Andrew Nikiforuk is an Albertan journalist and author of several books, including the acclaimed Tar Sands: Dirty Oil and the Future of a Continent. Lori Theresa Waller spoke with him on the eve of a talk he gave in Ottawa for the launch of his latest book, The Energy of Slaves: Oil and the New Servitude. This is the second part of their conversation. You can read Part I of the interview here

Lori Theresa Waller: You’re highly critical of carbon capture and storage. What are the fundamental problems with that technology? 
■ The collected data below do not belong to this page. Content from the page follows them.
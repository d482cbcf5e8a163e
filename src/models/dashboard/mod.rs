pub mod responses;

pub use responses::DashboardResponse;
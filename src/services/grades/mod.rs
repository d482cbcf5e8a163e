pub mod save;
pub mod sheet;

use actix_web::{HttpRequest, HttpResponse, Result as ActixResult};
use std::sync::Arc;

use crate::models::grades::{GradeSheetQuery, SaveGradesRequest};
use crate::storage::Storage;

pub use sheet::{build_grade_sheet, load_grade_sheet};

pub struct GradeService {
    storage: Option<Arc<dyn Storage>>,
}

impl GradeService {
    pub fn new_lazy() -> Self {
        Self { storage: None }
    }

    pub(crate) fn get_storage(&self, request: &HttpRequest) -> Arc<dyn Storage> {
        match &self.storage {
            Some(storage) => storage.clone(),
            None => super::storage_from_request(request),
        }
    }

    // 成绩表
    pub async fn get_sheet(
        &self,
        request: &HttpRequest,
        query: GradeSheetQuery,
    ) -> ActixResult<HttpResponse> {
        sheet::get_sheet(self, request, query).await
    }

    // 保存成绩
    pub async fn save(
        &self,
        request: &HttpRequest,
        save_request: SaveGradesRequest,
    ) -> ActixResult<HttpResponse> {
        save::save_grades(self, save_request, request).await
    }
}
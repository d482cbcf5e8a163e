//! 对象缓存层
//!
//! 目前只有基于 Moka 的进程内实现，主要用于缓存访问令牌对应的会话。

pub mod memory;

use async_trait::async_trait;
use serde::{Serialize, de::DeserializeOwned};
use std::sync::Arc;

pub use memory::MokaCacheWrapper;

use crate::config::AppConfig;

#[derive(Debug, Clone, PartialEq)]
pub enum CacheResult<T> {
    Found(T),
    NotFound,
}

#[async_trait]
pub trait ObjectCache: Send + Sync {
    async fn get_raw(&self, key: &str) -> CacheResult<String>;
    async fn insert_raw(&self, key: String, value: String, ttl: u64);
    async fn remove(&self, key: &str);
}

/// 基于 JSON 的类型化读写
pub async fn get_json<T: DeserializeOwned>(cache: &dyn ObjectCache, key: &str) -> CacheResult<T> {
    match cache.get_raw(key).await {
        CacheResult::Found(json) => match serde_json::from_str::<T>(&json) {
            Ok(value) => CacheResult::Found(value),
            Err(e) => {
                tracing::debug!("Dropping undecodable cache entry {}: {}", key, e);
                cache.remove(key).await;
                CacheResult::NotFound
            }
        },
        CacheResult::NotFound => CacheResult::NotFound,
    }
}

pub async fn insert_json<T: Serialize>(cache: &dyn ObjectCache, key: String, value: &T, ttl: u64) {
    match serde_json::to_string(value) {
        Ok(json) => cache.insert_raw(key, json, ttl).await,
        Err(e) => tracing::warn!("Failed to serialize cache entry {}: {}", key, e),
    }
}

/// 创建缓存实例
pub fn create_cache() -> Arc<dyn ObjectCache> {
    let config = AppConfig::get();
    Arc::new(MokaCacheWrapper::new(
        config.cache.memory.max_capacity,
        config.cache.default_ttl,
    ))
}
use actix_web::{HttpRequest, HttpResponse, Result as ActixResult};

use crate::errors::ClassroomError;
use crate::models::{ApiResponse, ErrorCode, auth::RegisterRequest};
use crate::utils::password::hash_password;
use crate::utils::validate::{normalize_optional, validate_email, validate_password};

use super::AuthService;

pub async fn handle_register(
    service: &AuthService,
    mut register_request: RegisterRequest,
    request: &HttpRequest,
) -> ActixResult<HttpResponse> {
    let storage = service.get_storage(request);

    register_request.email = register_request.email.trim().to_lowercase();
    register_request.full_name = register_request.full_name.trim().to_string();
    register_request.school_name = normalize_optional(register_request.school_name);

    // 1. 校验输入
    if let Err(msg) = validate_email(&register_request.email) {
        return Ok(HttpResponse::BadRequest()
            .json(ApiResponse::error_empty(ErrorCode::EmailInvalid, msg)));
    }

    if let Err(msg) = validate_password(&register_request.password) {
        return Ok(HttpResponse::BadRequest()
            .json(ApiResponse::error_empty(ErrorCode::PasswordTooWeak, msg)));
    }

    if register_request.full_name.is_empty() {
        return Ok(HttpResponse::BadRequest().json(ApiResponse::error_empty(
            ErrorCode::ValidationFailed,
            "Full name is required",
        )));
    }

    // 2. 哈希密码，明文替换为哈希
    register_request.password = match hash_password(&register_request.password) {
        Ok(hash) => hash,
        Err(e) => {
            return Ok(
                HttpResponse::InternalServerError().json(ApiResponse::error_empty(
                    ErrorCode::RegisterFailed,
                    format!("Register failed: {e}"),
                )),
            );
        }
    };

    // 3. 创建教师，存储层的错误信息原样返回
    match storage.create_teacher(register_request).await {
        Ok(teacher) => {
            tracing::info!("Teacher {} registered", teacher.email);
            Ok(HttpResponse::Created().json(ApiResponse::success(teacher, "Register successful")))
        }
        Err(ClassroomError::Conflict(msg)) => Ok(HttpResponse::Conflict()
            .json(ApiResponse::error_empty(ErrorCode::EmailAlreadyExists, msg))),
        Err(e) => Ok(
            HttpResponse::InternalServerError().json(ApiResponse::error_empty(
                ErrorCode::RegisterFailed,
                e.message(),
            )),
        ),
    }
}
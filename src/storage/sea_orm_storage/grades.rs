//! 成绩存储操作

use super::SeaOrmStorage;
use crate::entity::grades::{ActiveModel, Column, Entity as Grades};
use crate::entity::prelude::Students;
use crate::entity::students::Column as StudentColumn;
use crate::errors::{ClassroomError, Result};
use crate::models::grades::{GradeEntryInput, GradeRecord};
use chrono::NaiveDate;
use sea_orm::sea_query::OnConflict;
use sea_orm::{ColumnTrait, EntityTrait, QueryFilter, QueryOrder, QuerySelect, Set};

impl SeaOrmStorage {
    /// 单次评估的成绩
    pub async fn list_grades_on_impl(
        &self,
        teacher_id: i64,
        date: NaiveDate,
        subject: &str,
        assessment_name: &str,
    ) -> Result<Vec<GradeRecord>> {
        let records = Grades::find()
            .inner_join(Students)
            .filter(StudentColumn::TeacherId.eq(teacher_id))
            .filter(Column::AssessmentDate.eq(date))
            .filter(Column::Subject.eq(subject))
            .filter(Column::AssessmentName.eq(assessment_name))
            .all(&self.db)
            .await
            .map_err(|e| ClassroomError::database_operation(format!("查询成绩失败: {e}")))?;

        Ok(records.into_iter().map(|m| m.into_record()).collect())
    }

    /// 某科目全部成绩，按日期升序
    pub async fn list_grades_for_subject_impl(
        &self,
        teacher_id: i64,
        subject: &str,
    ) -> Result<Vec<GradeRecord>> {
        let records = Grades::find()
            .inner_join(Students)
            .filter(StudentColumn::TeacherId.eq(teacher_id))
            .filter(Column::Subject.eq(subject))
            .order_by_asc(Column::AssessmentDate)
            .order_by_asc(Column::Id)
            .all(&self.db)
            .await
            .map_err(|e| ClassroomError::database_operation(format!("查询科目成绩失败: {e}")))?;

        Ok(records.into_iter().map(|m| m.into_record()).collect())
    }

    /// 覆盖写入成绩
    pub async fn upsert_grades_impl(
        &self,
        date: NaiveDate,
        subject: &str,
        assessment_name: &str,
        entries: Vec<GradeEntryInput>,
    ) -> Result<u64> {
        if entries.is_empty() {
            return Ok(0);
        }

        let now = chrono::Utc::now().timestamp();
        let count = entries.len() as u64;
        let models = entries.into_iter().map(|entry| ActiveModel {
            student_id: Set(entry.student_id),
            subject: Set(subject.to_string()),
            assessment_date: Set(date),
            assessment_name: Set(assessment_name.to_string()),
            score: Set(entry.score),
            remarks: Set(entry.remarks.filter(|r| !r.trim().is_empty())),
            updated_at: Set(now),
            ..Default::default()
        });

        Grades::insert_many(models)
            .on_conflict(
                OnConflict::columns([
                    Column::StudentId,
                    Column::Subject,
                    Column::AssessmentDate,
                    Column::AssessmentName,
                ])
                .update_columns([Column::Score, Column::Remarks, Column::UpdatedAt])
                .to_owned(),
            )
            .exec(&self.db)
            .await
            .map_err(|e| ClassroomError::database_operation(format!("保存成绩失败: {e}")))?;

        Ok(count)
    }
}
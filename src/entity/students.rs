//! 学生实体

use sea_orm::entity::prelude::*;

#[derive(Clone, Debug, PartialEq, DeriveEntityModel)]
#[sea_orm(table_name = "students")]
pub struct Model {
    #[sea_orm(primary_key)]
    pub id: i64,
    pub teacher_id: i64,
    pub nisn: Option<String>,
    pub name: String,
    pub class: String,
    pub gender: String,
    pub created_at: i64,
    pub updated_at: i64,
}

#[derive(Copy, Clone, Debug, EnumIter, DeriveRelation)]
pub enum Relation {
    #[sea_orm(
        belongs_to = "super::teachers::Entity",
        from = "Column::TeacherId",
        to = "super::teachers::Column::Id"
    )]
    Teacher,
    #[sea_orm(has_many = "super::attendance::Entity")]
    Attendance,
    #[sea_orm(has_many = "super::grades::Entity")]
    Grades,
    #[sea_orm(has_many = "super::behavior_logs::Entity")]
    BehaviorLogs,
}

impl Related<super::teachers::Entity> for Entity {
    fn to() -> RelationDef {
        Relation::Teacher.def()
    }
}

impl Related<super::attendance::Entity> for Entity {
    fn to() -> RelationDef {
        Relation::Attendance.def()
    }
}

impl Related<super::grades::Entity> for Entity {
    fn to() -> RelationDef {
        Relation::Grades.def()
    }
}

impl Related<super::behavior_logs::Entity> for Entity {
    fn to() -> RelationDef {
        Relation::BehaviorLogs.def()
    }
}

impl ActiveModelBehavior for ActiveModel {}

impl Model {
    pub fn into_student(self) -> crate::models::students::Student {
        use super::timestamp_to_datetime;
        use crate::models::students::{Gender, Student};

        Student {
            id: self.id,
            teacher_id: self.teacher_id,
            nisn: self.nisn,
            name: self.name,
            class: self.class,
            gender: self.gender.parse::<Gender>().unwrap_or(Gender::Male),
            created_at: timestamp_to_datetime(self.created_at),
            updated_at: timestamp_to_datetime(self.updated_at),
        }
    }
}
pub mod entities;

pub use entities::Teacher;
Andrew Nikiforuk: Just about everything. The approach is entirely wrong. The problem is emissions, and the fastest and easiest way to cut emissions is to consume less fossil fuel. That doesn’t seem to be politically palatable, so instead we have these grandiose, extreme projects like carbon capture and storage. It requires an enormous amount of energy to strip, compress, cool, and bury CO2, and when you add this technology to a coal-fired plant, the plant will have to burn thirty percent more coal to accomplish the burial of CO2. And then you’ve created another problem: you’ve got a waste product that will have to be monitored for a thousand years. 

So we’re really talking about extreme economics and extremely wasteful energy practices. This is not a solution. It’s a way to extend the petroleum age by getting tax payers to subsidize bad engineering projects. 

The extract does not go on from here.